The ball valves have a drawback in that they cannot tolerate water intrusion into the electronics. The diaphragm valves are immune even to immersion … their electronics consist of one small solenoid that is completely sealed. This means that the ball valves cannot be installed in underground valve boxes that might flood … and flooding is always a risk. All our ball valves are above grade.
First ball valve was installed in 2019 and failed this year due to water intrusion. The valve was installed upright, above ground, but not in a cabinet. The valve supposedly has an IP65 rating, but water got in anyway. Pictures of a complete valve and the guts of the failed valve are below. The water rusted the motor. There are some faults in the case design. The motor sits in a pit at the lowest point in the case. Any entering water will go immediately to the motor. The case seal obviously failed. Further, the tongue and groove interface between the upper and lower halves of the case is the opposite of what it should have been. The tongue is on the rim of the upper half and the groove is on the lower half. With any failure of the seal, this arrangement promotes water ingress.

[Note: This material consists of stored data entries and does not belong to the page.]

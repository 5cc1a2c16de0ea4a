//! Storage abstraction layer for pike.
//!
//! Index files (segments, deletion sets, value overlays, commit manifests) are
//! written through the [`Storage`] trait, so an engine can run on disk with
//! [`file::FileStorage`] or entirely in memory with [`memory::MemoryStorage`].
//!
//! Files are write-once: a file is created, written, synced and closed, and
//! from then on only read or deleted. Replacing a file goes through
//! [`Storage::write_atomic`].
//!
//! # Example
//!
//! ```
//! use pike::storage::Storage;
//! use pike::storage::memory::MemoryStorage;
//!
//! # fn main() -> pike::error::Result<()> {
//! let storage = MemoryStorage::new();
//! storage.write_atomic("manifest.json", b"{}")?;
//! assert_eq!(storage.read_all("manifest.json")?, b"{}");
//! # Ok(())
//! # }
//! ```

use std::io::{Read, Seek, Write};

use crate::error::Result;

pub mod file;
pub mod memory;

/// A trait for storage backends that can store and retrieve index files.
pub trait Storage: Send + Sync + std::fmt::Debug {
    /// Open an existing file for reading.
    fn open_input(&self, name: &str) -> Result<Box<dyn StorageInput>>;

    /// Create (or truncate) a file for writing.
    fn create_output(&self, name: &str) -> Result<Box<dyn StorageOutput>>;

    /// Check if a file exists.
    fn file_exists(&self, name: &str) -> bool;

    /// Delete a file. Deleting a missing file succeeds.
    fn delete_file(&self, name: &str) -> Result<()>;

    /// List all files, sorted by name.
    fn list_files(&self) -> Result<Vec<String>>;

    /// Size of a file in bytes.
    fn file_size(&self, name: &str) -> Result<u64>;

    /// Rename a file, replacing any existing target.
    fn rename_file(&self, old_name: &str, new_name: &str) -> Result<()>;

    /// Make previously completed renames and deletions durable.
    fn sync(&self) -> Result<()>;

    /// Read a whole file into memory.
    fn read_all(&self, name: &str) -> Result<Vec<u8>> {
        let mut input = self.open_input(name)?;
        let mut buffer = Vec::with_capacity(input.size()? as usize);
        input.read_to_end(&mut buffer)?;
        Ok(buffer)
    }

    /// Write a whole file.
    fn write_all(&self, name: &str, bytes: &[u8]) -> Result<()> {
        let mut output = self.create_output(name)?;
        output.write_all(bytes)?;
        output.close()
    }

    /// Replace a file atomically: write a temporary file, sync it, rename it
    /// over the target.
    fn write_atomic(&self, name: &str, bytes: &[u8]) -> Result<()> {
        let temp_name = format!("{name}.tmp");
        self.write_all(&temp_name, bytes)?;
        self.rename_file(&temp_name, name)?;
        self.sync()
    }
}

/// A trait for reading data from storage.
pub trait StorageInput: Read + Seek + Send + std::fmt::Debug {
    /// Size of the underlying file.
    fn size(&self) -> Result<u64>;
}

/// A trait for writing data to storage.
pub trait StorageOutput: Write + Send + std::fmt::Debug {
    /// Flush buffers and sync to the medium.
    fn flush_and_sync(&mut self) -> Result<()>;

    /// Bytes written so far.
    fn position(&self) -> u64;

    /// Finish the file. Must be called for the content to be durable.
    fn close(&mut self) -> Result<()>;
}

#[cfg(test)]
mod tests {
    use super::*;
    use crate::storage::file::{FileStorage, FileStorageConfig};
    use crate::storage::memory::MemoryStorage;

    fn exercise(storage: &dyn Storage) {
        storage.write_all("a.seg", b"segment").unwrap();
        assert!(storage.file_exists("a.seg"));
        assert_eq!(storage.file_size("a.seg").unwrap(), 7);

        storage.write_atomic("manifest", b"v1").unwrap();
        storage.write_atomic("manifest", b"v2").unwrap();
        assert_eq!(storage.read_all("manifest").unwrap(), b"v2");
        assert!(!storage.file_exists("manifest.tmp"));

        assert_eq!(storage.list_files().unwrap(), vec!["a.seg", "manifest"]);

        storage.delete_file("a.seg").unwrap();
        storage.delete_file("a.seg").unwrap();
        assert!(!storage.file_exists("a.seg"));
        assert!(storage.open_input("a.seg").is_err());
    }

    #[test]
    fn test_memory_storage_contract() {
        exercise(&MemoryStorage::new());
    }

    #[test]
    fn test_file_storage_contract() {
        let dir = tempfile::TempDir::new().unwrap();
        let storage = FileStorage::new(dir.path(), FileStorageConfig::default()).unwrap();
        exercise(&storage);
    }
}
//! Engine-generated document identities.

use parking_lot::Mutex;
use uuid::Uuid;

/// Generates unique, time-ordered identities (UUID v7, hyphenated).
///
/// Values are strictly increasing for one generator, both numerically and as
/// strings, even when the clock does not advance between calls.
#[derive(Debug, Default)]
pub struct IdentityGenerator {
    last: Mutex<u128>,
}

impl IdentityGenerator {
    pub fn new() -> Self {
        Self::default()
    }

    pub fn next_identity(&self) -> String {
        let mut last = self.last.lock();
        let mut value = Uuid::now_v7().as_u128();
        if value <= *last {
            value = *last + 1;
        }
        *last = value;
        Uuid::from_u128(value).hyphenated().to_string()
    }
}

#[cfg(test)]
mod tests {
    use super::*;

    #[test]
    fn test_strictly_increasing() {
        let generator = IdentityGenerator::new();
        let ids: Vec<String> = (0..1000).map(|_| generator.next_identity()).collect();

        for pair in ids.windows(2) {
            assert!(pair[0] < pair[1]);
        }
        assert_eq!(Uuid::parse_str(&ids[0]).unwrap().get_version_num(), 7);
    }
}
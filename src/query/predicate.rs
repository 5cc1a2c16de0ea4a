//! Query predicates as they appear in a [`QueryDefinition`](super::QueryDefinition).

use std::collections::BTreeMap;

use serde::{Deserialize, Serialize};
use serde_json::Value;

use crate::query::definition::Operator;

#[derive(Debug, Clone, PartialEq, Serialize, Deserialize)]
#[serde(rename_all = "snake_case")]
pub enum Query {
    MatchAll,
    Term(TermQuery),
    Match(MatchQuery),
    MultiField(MultiFieldQuery),
    Bool(BoolQuery),
    LongRange(LongRangeQuery),
    DoubleRange(DoubleRangeQuery),
    ExactDouble(ExactDoubleQuery),
    Facet(FacetQuery),
}

/// Exact match of one value, on a field or on every field of a generic group.
#[derive(Debug, Clone, PartialEq, Serialize, Deserialize)]
pub struct TermQuery {
    #[serde(default, skip_serializing_if = "Option::is_none")]
    pub field: Option<String>,

    #[serde(default, skip_serializing_if = "Option::is_none")]
    pub generic_field: Option<String>,

    pub value: Value,

    #[serde(default, skip_serializing_if = "Option::is_none")]
    pub boost: Option<f32>,
}

/// Analyzed text against one field.
#[derive(Debug, Clone, PartialEq, Serialize, Deserialize)]
pub struct MatchQuery {
    pub field: String,
    pub text: String,

    #[serde(default, skip_serializing_if = "Option::is_none")]
    pub operator: Option<Operator>,

    #[serde(default, skip_serializing_if = "Option::is_none")]
    pub boost: Option<f32>,
}

/// Analyzed text against several boosted fields or generic groups.
#[derive(Debug, Clone, PartialEq, Serialize, Deserialize)]
pub struct MultiFieldQuery {
    pub text: String,
    pub fields: BTreeMap<String, f32>,

    #[serde(default, skip_serializing_if = "Option::is_none")]
    pub operator: Option<Operator>,
}

#[derive(Debug, Clone, Default, PartialEq, Serialize, Deserialize)]
#[serde(default)]
pub struct BoolQuery {
    #[serde(skip_serializing_if = "Vec::is_empty")]
    pub must: Vec<Query>,

    #[serde(skip_serializing_if = "Vec::is_empty")]
    pub should: Vec<Query>,

    #[serde(skip_serializing_if = "Vec::is_empty")]
    pub must_not: Vec<Query>,

    /// Required, without contributing to the score.
    #[serde(skip_serializing_if = "Vec::is_empty")]
    pub filter: Vec<Query>,

    /// Defaults to 1 when there is no `must` or `filter` clause, 0 otherwise.
    #[serde(skip_serializing_if = "Option::is_none")]
    pub minimum_should_match: Option<usize>,

    #[serde(skip_serializing_if = "Option::is_none")]
    pub boost: Option<f32>,
}

impl BoolQuery {
    pub fn new() -> Self {
        Self::default()
    }

    pub fn must(mut self, query: Query) -> Self {
        self.must.push(query);
        self
    }

    pub fn should(mut self, query: Query) -> Self {
        self.should.push(query);
        self
    }

    pub fn must_not(mut self, query: Query) -> Self {
        self.must_not.push(query);
        self
    }

    pub fn filter(mut self, query: Query) -> Self {
        self.filter.push(query);
        self
    }
}

impl From<BoolQuery> for Query {
    fn from(query: BoolQuery) -> Self {
        Query::Bool(query)
    }
}

/// Inclusive range over a long point field. Missing bounds are open.
#[derive(Debug, Clone, PartialEq, Serialize, Deserialize)]
pub struct LongRangeQuery {
    pub field: String,

    #[serde(default)]
    pub min: Option<i64>,

    #[serde(default)]
    pub max: Option<i64>,
}

/// Inclusive range over a double point field. Missing bounds are open.
#[derive(Debug, Clone, PartialEq, Serialize, Deserialize)]
pub struct DoubleRangeQuery {
    pub field: String,

    #[serde(default)]
    pub min: Option<f64>,

    #[serde(default)]
    pub max: Option<f64>,
}

#[derive(Debug, Clone, PartialEq, Serialize, Deserialize)]
pub struct ExactDoubleQuery {
    pub field: String,
    pub value: f64,
}

/// Facet drill-down: documents carrying `label` in dimension `dim`.
#[derive(Debug, Clone, PartialEq, Serialize, Deserialize)]
pub struct FacetQuery {
    pub dim: String,
    pub label: String,
}

impl Query {
    pub fn term<S: Into<String>, V: Into<Value>>(field: S, value: V) -> Self {
        Query::Term(TermQuery {
            field: Some(field.into()),
            generic_field: None,
            value: value.into(),
            boost: None,
        })
    }

    pub fn generic_term<S: Into<String>, V: Into<Value>>(generic_field: S, value: V) -> Self {
        Query::Term(TermQuery {
            field: None,
            generic_field: Some(generic_field.into()),
            value: value.into(),
            boost: None,
        })
    }

    pub fn matches<S: Into<String>, T: Into<String>>(field: S, text: T) -> Self {
        Query::Match(MatchQuery {
            field: field.into(),
            text: text.into(),
            operator: None,
            boost: None,
        })
    }

    pub fn long_range<S: Into<String>>(field: S, min: Option<i64>, max: Option<i64>) -> Self {
        Query::LongRange(LongRangeQuery {
            field: field.into(),
            min,
            max,
        })
    }

    pub fn double_range<S: Into<String>>(field: S, min: Option<f64>, max: Option<f64>) -> Self {
        Query::DoubleRange(DoubleRangeQuery {
            field: field.into(),
            min,
            max,
        })
    }

    pub fn facet<S: Into<String>, L: Into<String>>(dim: S, label: L) -> Self {
        Query::Facet(FacetQuery {
            dim: dim.into(),
            label: label.into(),
        })
    }
}

#[cfg(test)]
mod tests {
    use super::*;

    #[test]
    fn test_json_shapes() {
        let query: Query = serde_json::from_str(
            r#"{"bool": {
                "must": [{"term": {"field": "color", "value": "red"}}],
                "should": ["match_all"],
                "must_not": [{"long_range": {"field": "year", "min": 2000}}]
            }}"#,
        )
        .unwrap();

        let expected: Query = BoolQuery::new()
            .must(Query::term("color", "red"))
            .should(Query::MatchAll)
            .must_not(Query::long_range("year", Some(2000), None))
            .into();
        assert_eq!(query, expected);
    }
}
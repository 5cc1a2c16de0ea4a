//! The commit manifest: which segment files make up the durable index.

use serde::{Deserialize, Serialize};

use crate::error::Result;
use crate::storage::Storage;

pub const MANIFEST_FILE: &str = "manifest.json";

pub const SEGMENT_EXTENSION: &str = "seg";
pub const DELETES_EXTENSION: &str = "del";
pub const VALUES_EXTENSION: &str = "dvu";

/// One committed segment.
#[derive(Debug, Clone, PartialEq, Eq, Serialize, Deserialize)]
pub struct SegmentMeta {
    pub id: u64,

    /// Documents written to the segment, live or not.
    pub doc_count: u32,

    /// Documents deleted since the segment was written.
    #[serde(default)]
    pub deleted: u32,

    /// Generation of the current deletion file, 0 when there is none.
    #[serde(default)]
    pub deletes_gen: u64,

    /// Generation of the current value-overlay file, 0 when there is none.
    #[serde(default)]
    pub values_gen: u64,
}

impl SegmentMeta {
    pub fn new(id: u64, doc_count: u32) -> Self {
        SegmentMeta {
            id,
            doc_count,
            deleted: 0,
            deletes_gen: 0,
            values_gen: 0,
        }
    }

    pub fn segment_file(&self) -> String {
        format!("seg_{}.{SEGMENT_EXTENSION}", self.id)
    }

    pub fn deletes_file(&self) -> Option<String> {
        (self.deletes_gen > 0).then(|| format!("seg_{}_{}.{DELETES_EXTENSION}", self.id, self.deletes_gen))
    }

    pub fn values_file(&self) -> Option<String> {
        (self.values_gen > 0).then(|| format!("seg_{}_{}.{VALUES_EXTENSION}", self.id, self.values_gen))
    }

    pub fn live_docs(&self) -> u32 {
        self.doc_count - self.deleted
    }

    /// Every file this segment needs, segment file first.
    pub fn files(&self) -> Vec<String> {
        let mut files = vec![self.segment_file()];
        files.extend(self.deletes_file());
        files.extend(self.values_file());
        files
    }
}

/// Whether a file name belongs to a segment (as opposed to schema or manifest
/// files).
pub fn is_segment_file(name: &str) -> bool {
    name.starts_with("seg_")
        && [SEGMENT_EXTENSION, DELETES_EXTENSION, VALUES_EXTENSION]
            .iter()
            .any(|ext| name.ends_with(&format!(".{ext}")))
}

#[derive(Debug, Clone, PartialEq, Eq, Serialize, Deserialize)]
pub struct CommitManifest {
    /// Stable identity of the index, fixed at creation.
    pub index_uuid: String,

    /// Incremented by every commit.
    pub generation: u64,

    /// Id given to the next new segment.
    pub next_segment: u64,

    pub segments: Vec<SegmentMeta>,
}

impl CommitManifest {
    /// The manifest of a newly created index.
    pub fn create() -> Self {
        CommitManifest {
            index_uuid: uuid::Uuid::new_v4().to_string(),
            generation: 0,
            next_segment: 1,
            segments: Vec::new(),
        }
    }

    /// Load the manifest, `None` for a storage holding no index yet.
    pub fn load(storage: &dyn Storage) -> Result<Option<Self>> {
        if !storage.file_exists(MANIFEST_FILE) {
            return Ok(None);
        }
        let bytes = storage.read_all(MANIFEST_FILE)?;
        Ok(Some(serde_json::from_slice(&bytes)?))
    }

    pub fn save(&self, storage: &dyn Storage) -> Result<()> {
        storage.write_atomic(MANIFEST_FILE, &self.to_bytes()?)
    }

    pub fn to_bytes(&self) -> Result<Vec<u8>> {
        Ok(serde_json::to_vec_pretty(self)?)
    }

    pub fn num_docs(&self) -> u64 {
        self.segments.iter().map(|s| s.live_docs() as u64).sum()
    }

    pub fn num_deleted_docs(&self) -> u64 {
        self.segments.iter().map(|s| s.deleted as u64).sum()
    }

    /// Segment files referenced by this commit.
    pub fn files(&self) -> Vec<String> {
        self.segments.iter().flat_map(SegmentMeta::files).collect()
    }
}

#[cfg(test)]
mod tests {
    use super::*;
    use crate::storage::memory::MemoryStorage;

    #[test]
    fn test_file_names() {
        let mut meta = SegmentMeta::new(3, 10);
        assert_eq!(meta.files(), vec!["seg_3.seg"]);

        meta.deletes_gen = 5;
        meta.values_gen = 7;
        assert_eq!(meta.files(), vec!["seg_3.seg", "seg_3_5.del", "seg_3_7.dvu"]);
        assert!(meta.files().iter().all(|f| is_segment_file(f)));
        assert!(!is_segment_file(MANIFEST_FILE));
        assert!(!is_segment_file("seg_3.seg.tmp"));
    }

    #[test]
    fn test_save_and_load() {
        let storage = MemoryStorage::new();
        assert_eq!(CommitManifest::load(&storage).unwrap(), None);

        let mut manifest = CommitManifest::create();
        manifest.generation = 2;
        manifest.segments.push(SegmentMeta {
            deleted: 1,
            ..SegmentMeta::new(1, 4)
        });
        manifest.save(&storage).unwrap();

        let loaded = CommitManifest::load(&storage).unwrap().unwrap();
        assert_eq!(loaded, manifest);
        assert_eq!(loaded.num_docs(), 3);
        assert_eq!(loaded.num_deleted_docs(), 1);
    }
}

I tore-down the failed valve. The rusty motor is obvious. The valve has one circuit board with components on both sides. See pics. There are leads soldered to the board, and there are connectors that attach to the same CB traces as the leads. Presumably, the connectors are for testing. There are two leads for power input, two that go to the motor, and two pairs that go to limit switches. The side of the CB with the connectors will be called the top side.
On the top side, in addition to the connectors. there are 4 electrolytic capacitors. The 2 largest, are mounted horizontally, each rated 2.7 V 2F, and are wired in series. They are JH brand supercaps. Wiring in series doubles the voltage rating of the pair to 5.4 V but halves the capacitance to 1 F. Presumably these store power for closing the valve when power is removed. When 24 VAC power was applied to the input lines, the pair of supercaps charged to 5.6 V. The motor is 5 VDC. The other 2 electrolytics are 35 V 220 uF and 35 V 100 uF There is a tan disk component with label Q 72 XF050 on the disk and F1 on the CB. It’s a polyswitch resettable fuse rated 500 mA at 72V. There is a blue disk component with no label by a RU1 mark on the CB. It’s probably a MOV. There is an inductor (L1) with marking of 220; it gets hot when power is applied.
On the bottom side, there are two surface-mount ICs, each with 8 leads. One (U1) has markings of 34063 PNJZA, and is a 1.5-A, boost-buck-inverting switching regulator, 3-40 V input, 1.25-40 V output. These are made by many companies. The other IC (U2) has markings of RZ RZ7888 1846. It’s a Ruizhi 2-A DC, bidirectional motor driver. There is one small surface-mount transistor (N1). There are 3 large diodes (D1-3) and a full-wave rectifier (BG1). And there are a bunch of small, surface-mount resistors and capacitors.
When I applied 24 VAC to the power input of the failed valve, the voltage across the motor terminals was zero. If the motor was disconnected, the voltage on the motor leads was still zero. Presumably, there is a failure in the motor drive circuitry in addition to the motor itself. Resistance across the motor terminals was 10 ohms with the motor disconnected. Interestingly, when power was removed, the voltage on the motor leads jumped immediately from zero to 5.5 VDC and then began slowly decreasing. Presumably, the voltage is coming from the pair of super caps which were discharging internally or through a bleed resistor. So, it appears that the reversing circuitry was working OK.
When I applied 9 VDC to the motor terminals, there was a barely audible click with one polarity; silence with the other. The motor shaft could be turned easily by hand.
To prevent water damage in the future, all ball valves that are not in cabinets are covered with a small, transparent acrylic box.